I’ll be attacking the article in three parts, one for each of its segments, highlighting its failure to consider the three central principals of investing.
Certificates of Deposit …There is virtually no risk involved and the only downside is you can’t make any withdrawals until the account matures, or else face early withdrawal penalties.
Let me start by re-iterating the core principal of investing:
The value of an investment decision is not the return received. The value of an investment decision is the return received relative to the risk assumed.
Everything has a risk. Think of it like this - let’s assume I have a job offer to file papers and I have a choice where I file them. I am offered $25,000 to file papers in an office building and $25,000 to file papers over an active volcano on a rope bridge. Those are extremely different risks to earn the same amount of cash. I’d be an idiot to do the volcano option, right? Making a good decision produces “alpha.”
So let’s begin to attack this article’s recommendation of CD’s with that ridiculous assertion that CD’s carry “virtually no” risk. Of course CD’s carry risks, and they’re larger than you think. Here’s a couple key risks:
1.) Liquidity risk. It’s equivalent to the withdrawal fee.
2.) Currency/inflation risk. The purchasing power of a CD denominated in USD floats relative to the supply of USD and the demand for USD in a variety of contexts. It changes every second relative to commodities, stocks, and other currencies.
3.) Interest rate risk. You take a withdrawal fee on your CD because banks know that interest rates change all the time. If I buy a 1-year CD in January at 1% and rates are at 5% in June, ouch.
4.) Default risk. Banks fail all the time - especially since 2008. Fortunately, almost all banks are FDIC members, so up to $100,000 your CD is insured (assuming you hold no other assets at the bank).
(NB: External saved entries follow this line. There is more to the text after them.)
use crate::role::Role;
use serde::Serialize;

#[derive(Debug, Clone, Copy, PartialEq, Eq, Serialize)]
pub struct NavItem {
    pub title: &'static str,
    pub url: &'static str,
}

/// A titled group of sidebar links.
#[derive(Debug, Clone, Copy, PartialEq, Eq, Serialize)]
pub struct NavSection {
    pub title: &'static str,
    pub items: &'static [NavItem],
}

const HOME: NavItem = NavItem { title: "Home", url: "/" };

const CUSTOMER: &[NavSection] = &[NavSection {
    title: "Your Dashboard",
    items: &[
        NavItem { title: "My Profile", url: "/dashboard/profile" },
        NavItem { title: "Cart", url: "/dashboard/cart" },
        NavItem { title: "My Orders", url: "/dashboard/order" },
        HOME,
    ],
}];

const PROVIDER: &[NavSection] = &[NavSection {
    title: "Your Dashboard",
    items: &[
        NavItem { title: "My Profile", url: "/provider-dashboard/profile" },
        NavItem { title: "My Restaurant", url: "/provider-dashboard/restaurant" },
        NavItem { title: "Menu", url: "/provider-dashboard/menu-items" },
        NavItem { title: "Orders", url: "/provider-dashboard/order" },
        HOME,
    ],
}];

const ADMIN: &[NavSection] = &[NavSection {
    title: "Your Dashboard",
    items: &[
        NavItem { title: "My Profile", url: "/admin-dashboard/profile" },
        NavItem { title: "All Users", url: "/admin-dashboard/users" },
        NavItem { title: "All Orders", url: "/admin-dashboard/order" },
        HOME,
    ],
}];

/// Sidebar sections shown to `role`.
#[must_use]
pub const fn sections_for(role: Role) -> &'static [NavSection] {
    match role {
        Role::Customer => CUSTOMER,
        Role::Provider => PROVIDER,
        Role::Admin => ADMIN,
    }
}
Up to $100,000, your CD is not the risk of the bank - it’s the risk of the FDIC.
Note: This is where things get scary, where the government is blamed for some things, and where there is a difference between stated reality and actual banking industry mechanics.
What does the FDIC do? It bails out failing banking institutions, who don’t have enough liquid capital relative to their assets. One problem: the FDIC had nowhere close to the required capital to cover the national banking system’s insolvency exposed by the banking collapse in 2008. That’s why a $700B bailout package had to be created, and why a $500B Treasury line of credit was set up for the FDIC to draw on after it ran through its own pathetic $52B.
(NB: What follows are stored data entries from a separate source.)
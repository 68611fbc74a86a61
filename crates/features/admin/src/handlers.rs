use crate::Admin;
use crate::dashboard::AdminDashboard;
use axum::extract::State;
use fhub_identity::{Authenticated, load_profile};
use fhub_kernel::backend::BackendClient;
use fhub_kernel::domain::constants::ADMIN_TAG;
use fhub_kernel::domain::models::order::AdminOrderRow;
use fhub_kernel::domain::models::user::{AdminUser, ApprovalChange, StatusChange, UserMe};
use fhub_kernel::domain::mutation::{MutationRequest, Optimistic};
use fhub_kernel::server::extract::{JsonBody, Path, Slice};
use fhub_kernel::server::reply::{MutationOutcome, ServiceResult};

#[utoipa::path(
    get,
    path = "/admin-dashboard",
    responses((status = OK, description = "Platform KPIs, 14-day series and the most recent records")),
    tag = ADMIN_TAG,
)]
pub(crate) async fn dashboard(Slice(admin): Slice<Admin>, auth: Authenticated) -> ServiceResult<AdminDashboard> {
    ServiceResult::ok(admin.service.dashboard(auth.cookie()).await)
}

#[utoipa::path(
    get,
    path = "/admin-dashboard/profile",
    responses((status = OK, description = "Own profile")),
    tag = ADMIN_TAG,
)]
pub(crate) async fn profile(State(backend): State<BackendClient>, auth: Authenticated) -> ServiceResult<UserMe> {
    load_profile(&backend, auth.cookie()).await.into()
}

#[utoipa::path(
    get,
    path = "/admin-dashboard/users",
    responses((status = OK, description = "Every user account")),
    tag = ADMIN_TAG,
)]
pub(crate) async fn users(Slice(admin): Slice<Admin>, auth: Authenticated) -> ServiceResult<Vec<AdminUser>> {
    admin.service.users(auth.cookie()).await.into()
}

#[utoipa::path(
    patch,
    path = "/admin-dashboard/users/{id}/status",
    params(("id" = String, Path, description = "User id")),
    responses((status = OK, description = "Updated row, or the restored row and why")),
    tag = ADMIN_TAG,
)]
pub(crate) async fn set_status(
    Slice(admin): Slice<Admin>,
    auth: Authenticated,
    Path(id): Path<String>,
    JsonBody(request): JsonBody<MutationRequest<AdminUser, StatusChange>>,
) -> MutationOutcome<AdminUser> {
    let MutationRequest { row, change } = request;
    let edit = Optimistic::apply(row, |row| row.status = Some(change.status));
    let result = admin.service.set_status(auth.cookie(), &id, change).await.map(|()| None);
    MutationOutcome::settle(edit, result)
}

#[utoipa::path(
    patch,
    path = "/admin-dashboard/users/{id}/approval",
    params(("id" = String, Path, description = "User id")),
    responses((status = OK, description = "Updated row, or the restored row and why")),
    tag = ADMIN_TAG,
)]
pub(crate) async fn set_approval(
    Slice(admin): Slice<Admin>,
    auth: Authenticated,
    Path(id): Path<String>,
    JsonBody(request): JsonBody<MutationRequest<AdminUser, ApprovalChange>>,
) -> MutationOutcome<AdminUser> {
    let MutationRequest { row, change } = request;
    let edit = Optimistic::apply(row, |row| row.is_approved = change.is_approved);
    let result = admin.service.set_approval(auth.cookie(), &id, change).await.map(|()| None);
    MutationOutcome::settle(edit, result)
}

#[utoipa::path(
    get,
    path = "/admin-dashboard/order",
    responses((status = OK, description = "Every order with customer, restaurant and item names")),
    tag = ADMIN_TAG,
)]
pub(crate) async fn orders(Slice(admin): Slice<Admin>, auth: Authenticated) -> ServiceResult<Vec<AdminOrderRow>> {
    admin.service.orders_table(auth.cookie()).await.into()
}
But the Treasury is empty - America has massive national debt and a current accounts deficit. So the FDIC is insuring all FDIC-insured CD’s up to $100,000 with - you guessed it - air. Well, not air. It’s actually insured by the “full faith and credit of the United States.” That means our super-duper AAA-rated Treasuries!
So unless your bank is safer than the US Government (hint: no), up until $100,000 your CD has the same default risk as a Treasury sold by the You-Nighted States of America. It’s denominated in the same currency as a CD. It has similar interest risk, too, because CD rates are implicitly related (simplifying, people) to Treasury rates. And buying/selling a Treasury is going to be cheaper than the withdrawal fee on a CD. So to determine if CD’s are a good idea (will generate alpha) up to $100,000, you need to compare the following investments:
- CD of size X over period Y held to maturity purchased effective Z.
- Treasury security of size X over period Y issued Z held to maturity.
Assuming you’re going to hold them to maturity, Treasuries offer you the ability to sell at any time (more liquidity), effectively the same risk, and (in all likelihood) a better rate than a CD. In this environment they are almost always a better investment, thanks to Sheila Bair and Tim Geithner.